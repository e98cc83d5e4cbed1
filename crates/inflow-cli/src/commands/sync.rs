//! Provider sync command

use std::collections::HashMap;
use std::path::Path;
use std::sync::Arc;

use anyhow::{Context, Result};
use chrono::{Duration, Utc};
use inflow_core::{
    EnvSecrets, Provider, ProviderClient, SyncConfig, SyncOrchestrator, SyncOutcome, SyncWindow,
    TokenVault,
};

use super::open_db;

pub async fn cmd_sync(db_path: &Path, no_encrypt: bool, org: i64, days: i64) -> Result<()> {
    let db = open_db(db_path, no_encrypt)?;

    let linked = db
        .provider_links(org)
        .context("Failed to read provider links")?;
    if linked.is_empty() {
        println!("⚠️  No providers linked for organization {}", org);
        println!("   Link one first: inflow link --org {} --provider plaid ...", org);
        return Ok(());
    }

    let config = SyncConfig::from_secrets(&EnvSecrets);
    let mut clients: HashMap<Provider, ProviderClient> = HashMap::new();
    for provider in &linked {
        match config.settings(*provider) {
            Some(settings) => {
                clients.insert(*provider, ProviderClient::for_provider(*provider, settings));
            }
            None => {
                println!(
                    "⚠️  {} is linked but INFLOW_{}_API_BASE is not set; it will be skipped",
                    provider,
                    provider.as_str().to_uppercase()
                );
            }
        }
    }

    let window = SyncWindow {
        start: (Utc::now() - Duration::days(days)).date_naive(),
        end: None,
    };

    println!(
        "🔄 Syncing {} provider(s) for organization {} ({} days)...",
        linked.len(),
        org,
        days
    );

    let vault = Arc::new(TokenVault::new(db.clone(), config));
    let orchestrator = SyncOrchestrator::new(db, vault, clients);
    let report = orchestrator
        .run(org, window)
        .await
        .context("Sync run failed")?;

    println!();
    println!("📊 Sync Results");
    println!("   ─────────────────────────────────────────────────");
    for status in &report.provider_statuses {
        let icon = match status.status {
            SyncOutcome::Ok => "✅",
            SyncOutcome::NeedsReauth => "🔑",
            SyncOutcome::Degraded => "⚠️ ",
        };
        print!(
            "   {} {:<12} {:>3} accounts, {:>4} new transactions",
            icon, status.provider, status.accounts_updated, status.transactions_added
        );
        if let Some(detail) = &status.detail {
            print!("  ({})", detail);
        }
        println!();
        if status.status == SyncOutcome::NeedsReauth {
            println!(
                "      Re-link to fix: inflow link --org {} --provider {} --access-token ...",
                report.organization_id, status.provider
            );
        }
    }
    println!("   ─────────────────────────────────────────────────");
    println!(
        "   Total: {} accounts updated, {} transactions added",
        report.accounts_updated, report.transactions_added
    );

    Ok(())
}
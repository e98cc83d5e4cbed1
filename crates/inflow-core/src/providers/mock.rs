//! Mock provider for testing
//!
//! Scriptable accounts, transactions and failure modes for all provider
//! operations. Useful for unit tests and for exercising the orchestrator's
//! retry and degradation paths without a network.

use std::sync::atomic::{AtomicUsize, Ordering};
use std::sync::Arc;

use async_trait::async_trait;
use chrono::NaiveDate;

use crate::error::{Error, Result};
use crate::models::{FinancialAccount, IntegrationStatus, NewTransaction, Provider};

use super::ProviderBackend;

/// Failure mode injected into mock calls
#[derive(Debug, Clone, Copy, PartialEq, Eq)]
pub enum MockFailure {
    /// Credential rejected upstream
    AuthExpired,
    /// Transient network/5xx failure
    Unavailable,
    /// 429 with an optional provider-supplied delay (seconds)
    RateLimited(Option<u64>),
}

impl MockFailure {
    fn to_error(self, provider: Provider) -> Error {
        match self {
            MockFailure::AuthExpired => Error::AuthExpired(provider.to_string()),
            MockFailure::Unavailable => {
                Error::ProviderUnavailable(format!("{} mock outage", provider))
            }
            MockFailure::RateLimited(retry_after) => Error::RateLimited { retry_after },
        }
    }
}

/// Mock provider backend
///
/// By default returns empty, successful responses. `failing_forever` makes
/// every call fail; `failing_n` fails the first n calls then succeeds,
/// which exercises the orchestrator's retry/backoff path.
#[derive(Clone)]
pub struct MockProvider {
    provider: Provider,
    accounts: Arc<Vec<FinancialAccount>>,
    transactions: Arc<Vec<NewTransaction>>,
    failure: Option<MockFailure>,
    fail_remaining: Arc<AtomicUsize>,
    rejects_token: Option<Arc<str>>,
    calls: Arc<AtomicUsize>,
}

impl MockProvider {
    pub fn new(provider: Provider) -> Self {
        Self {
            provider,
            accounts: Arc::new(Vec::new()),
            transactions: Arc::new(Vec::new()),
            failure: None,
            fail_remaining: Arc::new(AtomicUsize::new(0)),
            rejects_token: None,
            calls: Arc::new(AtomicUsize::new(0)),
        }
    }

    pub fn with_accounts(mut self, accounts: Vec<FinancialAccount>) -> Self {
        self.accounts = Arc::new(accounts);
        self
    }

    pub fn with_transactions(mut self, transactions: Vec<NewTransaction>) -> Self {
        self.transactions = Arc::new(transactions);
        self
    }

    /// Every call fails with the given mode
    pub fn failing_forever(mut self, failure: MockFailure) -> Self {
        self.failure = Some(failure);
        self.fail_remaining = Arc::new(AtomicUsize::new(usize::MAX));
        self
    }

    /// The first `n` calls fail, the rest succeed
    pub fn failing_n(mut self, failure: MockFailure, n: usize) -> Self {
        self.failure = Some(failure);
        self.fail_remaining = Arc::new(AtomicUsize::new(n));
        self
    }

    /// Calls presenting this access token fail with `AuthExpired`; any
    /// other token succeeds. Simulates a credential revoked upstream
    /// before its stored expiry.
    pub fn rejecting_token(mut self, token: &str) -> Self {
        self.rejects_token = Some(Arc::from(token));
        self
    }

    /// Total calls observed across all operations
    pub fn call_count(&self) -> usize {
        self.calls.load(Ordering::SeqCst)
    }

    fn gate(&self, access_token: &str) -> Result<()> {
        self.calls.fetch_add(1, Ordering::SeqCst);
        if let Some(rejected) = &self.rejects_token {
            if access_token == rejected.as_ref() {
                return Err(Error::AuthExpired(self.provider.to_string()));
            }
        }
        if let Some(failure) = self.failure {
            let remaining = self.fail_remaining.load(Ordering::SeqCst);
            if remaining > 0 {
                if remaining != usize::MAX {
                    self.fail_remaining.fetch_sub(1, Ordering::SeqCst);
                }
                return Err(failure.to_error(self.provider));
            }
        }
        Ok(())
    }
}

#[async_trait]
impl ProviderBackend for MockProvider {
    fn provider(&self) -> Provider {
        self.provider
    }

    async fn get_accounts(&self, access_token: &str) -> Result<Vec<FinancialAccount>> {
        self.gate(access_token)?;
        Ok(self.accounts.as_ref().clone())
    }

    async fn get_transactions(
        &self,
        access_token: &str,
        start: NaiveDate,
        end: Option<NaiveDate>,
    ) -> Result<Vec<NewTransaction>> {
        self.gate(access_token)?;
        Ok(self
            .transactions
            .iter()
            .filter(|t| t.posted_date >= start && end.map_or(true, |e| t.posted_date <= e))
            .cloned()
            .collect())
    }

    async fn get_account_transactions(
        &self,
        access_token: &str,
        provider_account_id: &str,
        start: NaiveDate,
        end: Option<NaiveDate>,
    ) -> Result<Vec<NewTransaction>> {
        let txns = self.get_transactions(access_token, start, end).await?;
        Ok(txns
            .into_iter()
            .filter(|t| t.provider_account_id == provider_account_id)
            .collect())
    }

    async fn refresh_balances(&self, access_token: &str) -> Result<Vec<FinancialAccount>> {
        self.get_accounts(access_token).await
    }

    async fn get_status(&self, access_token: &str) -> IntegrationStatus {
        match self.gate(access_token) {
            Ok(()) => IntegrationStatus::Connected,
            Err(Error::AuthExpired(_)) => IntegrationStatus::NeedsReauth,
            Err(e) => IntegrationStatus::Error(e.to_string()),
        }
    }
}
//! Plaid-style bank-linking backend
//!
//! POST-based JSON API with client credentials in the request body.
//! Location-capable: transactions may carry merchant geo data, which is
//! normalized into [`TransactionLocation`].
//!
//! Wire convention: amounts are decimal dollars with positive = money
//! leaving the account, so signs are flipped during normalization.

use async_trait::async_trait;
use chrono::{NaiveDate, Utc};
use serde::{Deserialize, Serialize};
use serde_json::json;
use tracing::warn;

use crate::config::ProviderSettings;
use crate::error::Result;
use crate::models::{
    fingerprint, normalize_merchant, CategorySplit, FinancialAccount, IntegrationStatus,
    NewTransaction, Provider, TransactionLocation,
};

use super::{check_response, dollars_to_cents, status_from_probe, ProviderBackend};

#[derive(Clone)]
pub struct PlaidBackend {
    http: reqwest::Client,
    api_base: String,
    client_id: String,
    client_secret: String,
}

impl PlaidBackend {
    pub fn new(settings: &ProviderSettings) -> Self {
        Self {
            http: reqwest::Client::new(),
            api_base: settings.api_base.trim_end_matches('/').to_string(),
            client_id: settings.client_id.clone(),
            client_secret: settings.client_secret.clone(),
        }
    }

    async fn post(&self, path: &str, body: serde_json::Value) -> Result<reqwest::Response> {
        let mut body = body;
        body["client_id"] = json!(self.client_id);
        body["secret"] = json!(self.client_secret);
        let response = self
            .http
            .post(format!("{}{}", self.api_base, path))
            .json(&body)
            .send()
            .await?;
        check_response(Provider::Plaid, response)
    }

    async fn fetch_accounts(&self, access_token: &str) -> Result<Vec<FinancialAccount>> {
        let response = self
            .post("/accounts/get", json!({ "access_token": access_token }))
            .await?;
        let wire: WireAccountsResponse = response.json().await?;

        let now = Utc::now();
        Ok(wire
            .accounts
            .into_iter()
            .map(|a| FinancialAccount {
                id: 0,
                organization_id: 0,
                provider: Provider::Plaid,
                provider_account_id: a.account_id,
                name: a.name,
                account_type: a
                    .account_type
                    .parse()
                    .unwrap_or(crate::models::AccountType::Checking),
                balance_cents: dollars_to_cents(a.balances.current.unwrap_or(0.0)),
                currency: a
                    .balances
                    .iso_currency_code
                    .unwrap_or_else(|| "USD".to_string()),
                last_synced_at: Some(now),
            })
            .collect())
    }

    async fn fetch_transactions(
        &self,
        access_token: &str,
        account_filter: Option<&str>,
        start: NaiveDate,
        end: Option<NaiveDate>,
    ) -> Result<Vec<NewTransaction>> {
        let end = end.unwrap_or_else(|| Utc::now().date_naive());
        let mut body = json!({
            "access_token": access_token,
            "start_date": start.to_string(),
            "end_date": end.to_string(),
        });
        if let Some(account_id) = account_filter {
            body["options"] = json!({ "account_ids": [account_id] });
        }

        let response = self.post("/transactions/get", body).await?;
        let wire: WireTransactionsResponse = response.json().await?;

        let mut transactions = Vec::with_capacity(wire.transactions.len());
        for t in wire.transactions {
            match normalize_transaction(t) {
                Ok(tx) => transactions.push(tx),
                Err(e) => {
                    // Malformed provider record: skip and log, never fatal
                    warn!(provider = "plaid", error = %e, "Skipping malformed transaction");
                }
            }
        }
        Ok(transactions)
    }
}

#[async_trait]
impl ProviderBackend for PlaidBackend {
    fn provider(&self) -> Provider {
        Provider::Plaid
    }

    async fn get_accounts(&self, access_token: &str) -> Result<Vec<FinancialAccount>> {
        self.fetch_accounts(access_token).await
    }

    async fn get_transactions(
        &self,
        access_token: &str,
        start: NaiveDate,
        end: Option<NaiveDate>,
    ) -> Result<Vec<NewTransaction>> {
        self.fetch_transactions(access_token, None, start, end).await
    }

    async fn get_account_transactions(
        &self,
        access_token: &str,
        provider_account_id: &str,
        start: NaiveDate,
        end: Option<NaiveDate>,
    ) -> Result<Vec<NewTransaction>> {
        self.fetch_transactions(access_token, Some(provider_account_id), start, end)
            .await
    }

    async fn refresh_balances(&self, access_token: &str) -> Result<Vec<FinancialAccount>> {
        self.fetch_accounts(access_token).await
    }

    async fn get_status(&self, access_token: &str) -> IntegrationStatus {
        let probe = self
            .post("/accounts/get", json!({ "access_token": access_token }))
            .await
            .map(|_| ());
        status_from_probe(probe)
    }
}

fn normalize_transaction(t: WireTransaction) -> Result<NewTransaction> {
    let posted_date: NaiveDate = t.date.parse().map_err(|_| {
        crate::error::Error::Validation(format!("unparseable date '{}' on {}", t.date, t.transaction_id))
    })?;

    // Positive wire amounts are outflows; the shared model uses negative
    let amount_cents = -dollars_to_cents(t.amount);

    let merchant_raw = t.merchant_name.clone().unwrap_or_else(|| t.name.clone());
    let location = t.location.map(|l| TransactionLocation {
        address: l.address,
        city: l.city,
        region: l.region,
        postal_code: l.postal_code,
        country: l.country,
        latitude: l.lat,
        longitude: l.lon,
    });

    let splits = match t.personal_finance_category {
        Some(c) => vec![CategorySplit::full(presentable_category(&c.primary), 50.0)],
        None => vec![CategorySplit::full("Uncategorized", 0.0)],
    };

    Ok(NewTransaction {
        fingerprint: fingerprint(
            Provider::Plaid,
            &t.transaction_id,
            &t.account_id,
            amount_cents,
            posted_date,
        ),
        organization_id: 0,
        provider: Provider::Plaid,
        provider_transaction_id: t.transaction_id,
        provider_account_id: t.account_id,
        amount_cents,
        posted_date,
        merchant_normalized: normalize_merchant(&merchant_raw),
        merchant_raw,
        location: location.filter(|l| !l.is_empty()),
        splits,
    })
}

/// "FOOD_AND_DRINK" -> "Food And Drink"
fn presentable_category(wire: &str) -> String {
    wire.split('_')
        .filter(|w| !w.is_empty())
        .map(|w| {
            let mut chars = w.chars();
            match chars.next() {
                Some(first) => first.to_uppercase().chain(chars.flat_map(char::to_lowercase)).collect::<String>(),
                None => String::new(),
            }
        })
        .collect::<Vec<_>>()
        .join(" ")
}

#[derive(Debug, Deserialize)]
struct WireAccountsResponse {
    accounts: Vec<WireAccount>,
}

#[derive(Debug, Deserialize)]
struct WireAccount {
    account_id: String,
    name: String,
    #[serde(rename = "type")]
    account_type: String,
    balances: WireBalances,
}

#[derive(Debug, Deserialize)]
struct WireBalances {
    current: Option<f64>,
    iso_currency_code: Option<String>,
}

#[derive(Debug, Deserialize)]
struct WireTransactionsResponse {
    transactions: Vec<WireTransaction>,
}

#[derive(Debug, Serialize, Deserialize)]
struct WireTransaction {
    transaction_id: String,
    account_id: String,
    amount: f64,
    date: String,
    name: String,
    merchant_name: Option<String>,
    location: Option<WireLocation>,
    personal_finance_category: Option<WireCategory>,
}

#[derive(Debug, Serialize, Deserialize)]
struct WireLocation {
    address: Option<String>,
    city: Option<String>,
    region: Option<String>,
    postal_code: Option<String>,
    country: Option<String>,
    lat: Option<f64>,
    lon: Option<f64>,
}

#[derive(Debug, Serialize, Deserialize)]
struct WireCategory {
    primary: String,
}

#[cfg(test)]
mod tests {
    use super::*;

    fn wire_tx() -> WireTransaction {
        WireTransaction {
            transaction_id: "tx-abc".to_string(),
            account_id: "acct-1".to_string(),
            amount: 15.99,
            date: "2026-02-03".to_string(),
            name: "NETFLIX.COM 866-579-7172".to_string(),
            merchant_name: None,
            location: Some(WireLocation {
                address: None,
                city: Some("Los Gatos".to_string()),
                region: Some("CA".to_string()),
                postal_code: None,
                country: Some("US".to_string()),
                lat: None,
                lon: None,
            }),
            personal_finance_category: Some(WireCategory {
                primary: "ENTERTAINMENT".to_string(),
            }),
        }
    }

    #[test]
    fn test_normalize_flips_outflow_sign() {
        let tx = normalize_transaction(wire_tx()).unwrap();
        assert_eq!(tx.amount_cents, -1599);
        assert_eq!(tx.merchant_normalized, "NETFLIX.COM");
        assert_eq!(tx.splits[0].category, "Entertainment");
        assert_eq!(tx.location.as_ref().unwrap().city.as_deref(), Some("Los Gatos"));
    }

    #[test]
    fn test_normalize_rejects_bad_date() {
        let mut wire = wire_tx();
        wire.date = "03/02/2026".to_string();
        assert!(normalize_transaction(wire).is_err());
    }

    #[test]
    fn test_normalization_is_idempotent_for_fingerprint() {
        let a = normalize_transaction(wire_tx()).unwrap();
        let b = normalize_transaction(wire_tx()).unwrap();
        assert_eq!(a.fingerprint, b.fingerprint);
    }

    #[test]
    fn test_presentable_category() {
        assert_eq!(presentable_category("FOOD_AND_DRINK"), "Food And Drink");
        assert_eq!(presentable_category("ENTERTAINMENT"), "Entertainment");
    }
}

• • • • • • •

[EXERCISE INSTRUCTIONS] Please return the lines above that run from the line containing "if let Some(detail)" to the line containing "report.organization_id, status.provider", inclusive, exactly and with no other lines.

[FINAL ANSWER]
        if let Some(detail) = &status.detail {
            print!("  ({})", detail);
        }
        println!();
        if status.status == SyncOutcome::NeedsReauth {
            println!(
                "      Re-link to fix: inflow link --org {} --provider {} --access-token ...",
                report.organization_id, status.provider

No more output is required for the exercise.